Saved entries
########

//! SQLite implementation of the product catalog store
//!
//! Conflict resolution is keyed on (brand, name, gender, color): an incoming
//! record replaces every non-key column of an existing row, last write wins.

use anyhow::{Context, Result};
use async_trait::async_trait;
use chrono::Utc;
use sqlx::sqlite::SqliteRow;
use sqlx::{Row, Sqlite, SqlitePool, Transaction};
use tracing::{debug, warn};

use crate::domain::{CatalogQuery, Gender, PriceOrder, ProductRecord, ProductStore};

const UPSERT_SQL: &str = r"
    INSERT INTO products
        (name, brand, image, price, description, gender, color, url, has_error, created_at, updated_at)
    VALUES (?, ?, ?, ?, ?, ?, ?, ?, ?, ?, ?)
    ON CONFLICT (brand, name, gender, color) DO UPDATE SET
        image = excluded.image,
        price = excluded.price,
        description = excluded.description,
        url = excluded.url,
        has_error = excluded.has_error,
        updated_at = excluded.updated_at
";

const SELECT_COLUMNS: &str =
    "SELECT name, brand, image, price, description, gender, color, url, has_error FROM products";

#[derive(Clone)]
pub struct SqliteProductRepository {
    pool: SqlitePool,
}

impl SqliteProductRepository {
    pub fn new(pool: SqlitePool) -> Self {
        Self { pool }
    }

    async fn upsert_in(tx: &mut Transaction<'_, Sqlite>, record: &ProductRecord) -> Result<()> {
        let now = Utc::now();
        sqlx::query(UPSERT_SQL)
            .bind(&record.name)
            .bind(&record.brand)
            .bind(&record.image)
            .bind(record.price)
            .bind(&record.description)
            .bind(record.gender.as_str())
            .bind(&record.color)
            .bind(&record.url)
            .bind(record.has_error)
            .bind(now)
            .bind(now)
            .execute(&mut **tx)
            .await
            .with_context(|| format!("Failed to upsert {} {}", record.brand, record.name))?;
        Ok(())
    }

    fn record_from_row(row: &SqliteRow) -> Result<ProductRecord> {
        let gender: String = row.try_get("gender")?;
        let gender = gender.parse::<Gender>().unwrap_or_else(|e| {
            warn!("{}; treating row as unisex", e);
            Gender::Unisex
        });

        Ok(ProductRecord {
            name: row.try_get("name")?,
            brand: row.try_get("brand")?,
            image: row.try_get("image")?,
            price: row.try_get("price")?,
            description: row.try_get("description")?,
            gender,
            color: row.try_get("color")?,
            url: row.try_get("url")?,
            has_error: row.try_get("has_error")?,
        })
    }
}

#[async_trait]
impl ProductStore for SqliteProductRepository {
    async fn exists_by(&self, name: &str, brand: &str, gender: Gender) -> Result<bool> {
        let count: i64 = sqlx::query_scalar(
            "SELECT COUNT(*) FROM products WHERE name = ? AND brand = ? AND gender = ?",
        )
        .bind(name)
        .bind(brand)
        .bind(gender.as_str())
        .fetch_one(&self.pool)
        .await
        .context("Failed to check for existing product")?;

        Ok(count > 0)
    }

    async fn upsert_batch(&self, records: &[ProductRecord]) -> Result<usize> {
        if records.is_empty() {
            return Ok(0);
        }

        let mut tx = self.pool.begin().await.context("Failed to begin transaction")?;
        for record in records {
            Self::upsert_in(&mut tx, record).await?;
        }
        tx.commit().await.context("Failed to commit batch transaction")?;

        debug!("Upserted batch of {} products", records.len());
        Ok(records.len())
    }

    async fn query(&self, query: &CatalogQuery) -> Result<Vec<ProductRecord>> {
        let direction = match query.order {
            PriceOrder::Asc => "ASC",
            PriceOrder::Desc => "DESC",
        };
        let filter = if query.gender.is_some() { " WHERE gender = ?" } else { "" };
        let sql = format!("{SELECT_COLUMNS}{filter} ORDER BY price IS NULL, price {direction}, id ASC");

        let mut statement = sqlx::query(&sql);
        if let Some(gender) = query.gender {
            statement = statement.bind(gender.as_str());
        }

        let rows = statement
            .fetch_all(&self.pool)
            .await
            .context("Failed to query products")?;

        rows.iter().map(Self::record_from_row).collect()
    }

    async fn upsert_one(&self, record: &ProductRecord) -> Result<()> {
        let mut tx = self.pool.begin().await.context("Failed to begin transaction")?;
        Self::upsert_in(&mut tx, record).await?;
        tx.commit().await.context("Failed to commit correction")?;
        Ok(())
    }

    async fn count(&self) -> Result<u64> {
        let count: i64 = sqlx::query_scalar("SELECT COUNT(*) FROM products")
            .fetch_one(&self.pool)
            .await?;
        Ok(u64::try_from(count).unwrap_or_default())
    }
}

#[cfg(test)]
mod tests {
    use super::*;
    use crate::infrastructure::database_connection::DatabaseConnection;

    async fn repository() -> Result<SqliteProductRepository> {
        let db = DatabaseConnection::new("sqlite::memory:", 1).await?;
        db.migrate().await?;
        Ok(SqliteProductRepository::new(db.pool().clone()))
    }

    fn record(name: &str, gender: Gender, color: &str, price: Option<i64>) -> ProductRecord {
        ProductRecord {
            name: name.to_string(),
            brand: "Nike".to_string(),
            image: "https://cdn.sport1.no/img.jpg".to_string(),
            price,
            description: "Lett løpesko".to_string(),
            gender,
            color: color.to_string(),
            url: format!("https://www.sport1.no/sko/{name}"),
            has_error: false,
        }
    }

    #[tokio::test]
    async fn upsert_replaces_rows_with_same_natural_key() -> Result<()> {
        let repo = repository().await?;
        repo.upsert_batch(&[record("Pegasus", Gender::Herre, "Svart", Some(1599))]).await?;

        let mut changed = record("Pegasus", Gender::Herre, "Svart", Some(1299));
        changed.description = String::new();
        changed.has_error = true;
        repo.upsert_batch(&[changed.clone()]).await?;

        assert_eq!(repo.count().await?, 1);
        let rows = repo.query(&CatalogQuery::default()).await?;
        assert_eq!(rows, vec![changed]);
        Ok(())
    }

    #[tokio::test]
    async fn color_is_part_of_the_conflict_key() -> Result<()> {
        let repo = repository().await?;
        let written = repo
            .upsert_batch(&[
                record("Pegasus", Gender::Herre, "Svart", Some(1599)),
                record("Pegasus", Gender::Herre, "Hvit", Some(1599)),
            ])
            .await?;

        assert_eq!(written, 2);
        assert_eq!(repo.count().await?, 2);
        Ok(())
    }

    #[tokio::test]
    async fn exists_by_ignores_color() -> Result<()> {
        let repo = repository().await?;
        repo.upsert_one(&record("Pegasus", Gender::Herre, "Svart", Some(1599))).await?;

        assert!(repo.exists_by("Pegasus", "Nike", Gender::Herre).await?);
        assert!(!repo.exists_by("Pegasus", "Nike", Gender::Dame).await?);
        assert!(!repo.exists_by("Pegasus", "Adidas", Gender::Herre).await?);
        Ok(())
    }

    #[tokio::test]
    async fn query_filters_by_gender_and_sorts_nulls_last() -> Result<()> {
        let repo = repository().await?;
        repo.upsert_batch(&[
            record("A", Gender::Dame, "", Some(900)),
            record("B", Gender::Dame, "", None),
            record("C", Gender::Dame, "", Some(1500)),
            record("D", Gender::Herre, "", Some(2000)),
        ])
        .await?;

        let asc = repo
            .query(&CatalogQuery::new(Some(Gender::Dame), PriceOrder::Asc))
            .await?;
        let names: Vec<_> = asc.iter().map(|r| r.name.as_str()).collect();
        assert_eq!(names, ["A", "C", "B"]);

        let desc = repo.query(&CatalogQuery::new(None, PriceOrder::Desc)).await?;
        let names: Vec<_> = desc.iter().map(|r| r.name.as_str()).collect();
        assert_eq!(names, ["D", "C", "A", "B"]);
        Ok(())
    }

    #[tokio::test]
    async fn empty_batch_is_a_no_op() -> Result<()> {
        let repo = repository().await?;
        assert_eq!(repo.upsert_batch(&[]).await?, 0);
        assert_eq!(repo.count().await?, 0);
        Ok(())
    }
}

########

Set all of the entries down again, exactly as they were given.

//! SQLite implementation of the product catalog store
//!
//! Conflict resolution is keyed on (brand, name, gender, color): an incoming
//! record replaces every non-key column of an existing row, last write wins.

use anyhow::{Context, Result};
use async_trait::async_trait;
use chrono::Utc;
use sqlx::sqlite::SqliteRow;
use sqlx::{Row, Sqlite, SqlitePool, Transaction};
use tracing::{debug, warn};

use crate::domain::{CatalogQuery, Gender, PriceOrder, ProductRecord, ProductStore};

const UPSERT_SQL: &str = r"
    INSERT INTO products
        (name, brand, image, price, description, gender, color, url, has_error, created_at, updated_at)
    VALUES (?, ?, ?, ?, ?, ?, ?, ?, ?, ?, ?)
    ON CONFLICT (brand, name, gender, color) DO UPDATE SET
        image = excluded.image,
        price = excluded.price,
        description = excluded.description,
        url = excluded.url,
        has_error = excluded.has_error,
        updated_at = excluded.updated_at
";

const SELECT_COLUMNS: &str =
    "SELECT name, brand, image, price, description, gender, color, url, has_error FROM products";

#[derive(Clone)]
pub struct SqliteProductRepository {
    pool: SqlitePool,
}

impl SqliteProductRepository {
    pub fn new(pool: SqlitePool) -> Self {
        Self { pool }
    }

    async fn upsert_in(tx: &mut Transaction<'_, Sqlite>, record: &ProductRecord) -> Result<()> {
        let now = Utc::now();
        sqlx::query(UPSERT_SQL)
            .bind(&record.name)
            .bind(&record.brand)
            .bind(&record.image)
            .bind(record.price)
            .bind(&record.description)
            .bind(record.gender.as_str())
            .bind(&record.color)
            .bind(&record.url)
            .bind(record.has_error)
            .bind(now)
            .bind(now)
            .execute(&mut **tx)
            .await
            .with_context(|| format!("Failed to upsert {} {}", record.brand, record.name))?;
        Ok(())
    }

    fn record_from_row(row: &SqliteRow) -> Result<ProductRecord> {
        let gender: String = row.try_get("gender")?;
        let gender = gender.parse::<Gender>().unwrap_or_else(|e| {
            warn!("{}; treating row as unisex", e);
            Gender::Unisex
        });

        Ok(ProductRecord {
            name: row.try_get("name")?,
            brand: row.try_get("brand")?,
            image: row.try_get("image")?,
            price: row.try_get("price")?,
            description: row.try_get("description")?,
            gender,
            color: row.try_get("color")?,
            url: row.try_get("url")?,
            has_error: row.try_get("has_error")?,
        })
    }
}

#[async_trait]
impl ProductStore for SqliteProductRepository {
    async fn exists_by(&self, name: &str, brand: &str, gender: Gender) -> Result<bool> {
        let count: i64 = sqlx::query_scalar(
            "SELECT COUNT(*) FROM products WHERE name = ? AND brand = ? AND gender = ?",
        )
        .bind(name)
        .bind(brand)
        .bind(gender.as_str())
        .fetch_one(&self.pool)
        .await
        .context("Failed to check for existing product")?;

        Ok(count > 0)
    }

    async fn upsert_batch(&self, records: &[ProductRecord]) -> Result<usize> {
        if records.is_empty() {
            return Ok(0);
        }

        let mut tx = self.pool.begin().await.context("Failed to begin transaction")?;
        for record in records {
            Self::upsert_in(&mut tx, record).await?;
        }
        tx.commit().await.context("Failed to commit batch transaction")?;

        debug!("Upserted batch of {} products", records.len());
        Ok(records.len())
    }

    async fn query(&self, query: &CatalogQuery) -> Result<Vec<ProductRecord>> {
        let direction = match query.order {
            PriceOrder::Asc => "ASC",
            PriceOrder::Desc => "DESC",
        };
        let filter = if query.gender.is_some() { " WHERE gender = ?" } else { "" };
        let sql = format!("{SELECT_COLUMNS}{filter} ORDER BY price IS NULL, price {direction}, id ASC");

        let mut statement = sqlx::query(&sql);
        if let Some(gender) = query.gender {
            statement = statement.bind(gender.as_str());
        }

        let rows = statement
            .fetch_all(&self.pool)
            .await
            .context("Failed to query products")?;

        rows.iter().map(Self::record_from_row).collect()
    }

    async fn upsert_one(&self, record: &ProductRecord) -> Result<()> {
        let mut tx = self.pool.begin().await.context("Failed to begin transaction")?;
        Self::upsert_in(&mut tx, record).await?;
        tx.commit().await.context("Failed to commit correction")?;
        Ok(())
    }

    async fn count(&self) -> Result<u64> {
        let count: i64 = sqlx::query_scalar("SELECT COUNT(*) FROM products")
            .fetch_one(&self.pool)
            .await?;
        Ok(u64::try_from(count).unwrap_or_default())
    }
}

#[cfg(test)]
mod tests {
    use super::*;
    use crate::infrastructure::database_connection::DatabaseConnection;

    async fn repository() -> Result<SqliteProductRepository> {
        let db = DatabaseConnection::new("sqlite::memory:", 1).await?;
        db.migrate().await?;
        Ok(SqliteProductRepository::new(db.pool().clone()))
    }

    fn record(name: &str, gender: Gender, color: &str, price: Option<i64>) -> ProductRecord {
        ProductRecord {
            name: name.to_string(),
            brand: "Nike".to_string(),
            image: "https://cdn.sport1.no/img.jpg".to_string(),
            price,
            description: "Lett løpesko".to_string(),
            gender,
            color: color.to_string(),
            url: format!("https://www.sport1.no/sko/{name}"),
            has_error: false,
        }
    }

    #[tokio::test]
    async fn upsert_replaces_rows_with_same_natural_key() -> Result<()> {
        let repo = repository().await?;
        repo.upsert_batch(&[record("Pegasus", Gender::Herre, "Svart", Some(1599))]).await?;

        let mut changed = record("Pegasus", Gender::Herre, "Svart", Some(1299));
        changed.description = String::new();
        changed.has_error = true;
        repo.upsert_batch(&[changed.clone()]).await?;

        assert_eq!(repo.count().await?, 1);
        let rows = repo.query(&CatalogQuery::default()).await?;
        assert_eq!(rows, vec![changed]);
        Ok(())
    }

    #[tokio::test]
    async fn color_is_part_of_the_conflict_key() -> Result<()> {
        let repo = repository().await?;
        let written = repo
            .upsert_batch(&[
                record("Pegasus", Gender::Herre, "Svart", Some(1599)),
                record("Pegasus", Gender::Herre, "Hvit", Some(1599)),
            ])
            .await?;

        assert_eq!(written, 2);
        assert_eq!(repo.count().await?, 2);
        Ok(())
    }

    #[tokio::test]
    async fn exists_by_ignores_color() -> Result<()> {
        let repo = repository().await?;
        repo.upsert_one(&record("Pegasus", Gender::Herre, "Svart", Some(1599))).await?;

        assert!(repo.exists_by("Pegasus", "Nike", Gender::Herre).await?);
        assert!(!repo.exists_by("Pegasus", "Nike", Gender::Dame).await?);
        assert!(!repo.exists_by("Pegasus", "Adidas", Gender::Herre).await?);
        Ok(())
    }

    #[tokio::test]
    async fn query_filters_by_gender_and_sorts_nulls_last() -> Result<()> {
        let repo = repository().await?;
        repo.upsert_batch(&[
            record("A", Gender::Dame, "", Some(900)),
            record("B", Gender::Dame, "", None),
            record("C", Gender::Dame, "", Some(1500)),
            record("D", Gender::Herre, "", Some(2000)),
        ])
        .await?;

        let asc = repo
            .query(&CatalogQuery::new(Some(Gender::Dame), PriceOrder::Asc))
            .await?;
        let names: Vec<_> = asc.iter().map(|r| r.name.as_str()).collect();
        assert_eq!(names, ["A", "C", "B"]);

        let desc = repo.query(&CatalogQuery::new(None, PriceOrder::Desc)).await?;
        let names: Vec<_> = desc.iter().map(|r| r.name.as_str()).collect();
        assert_eq!(names, ["D", "C", "A", "B"]);
        Ok(())
    }

    #[tokio::test]
    async fn empty_batch_is_a_no_op() -> Result<()> {
        let repo = repository().await?;
        assert_eq!(repo.upsert_batch(&[]).await?, 0);
        assert_eq!(repo.count().await?, 0);
        Ok(())
    }
}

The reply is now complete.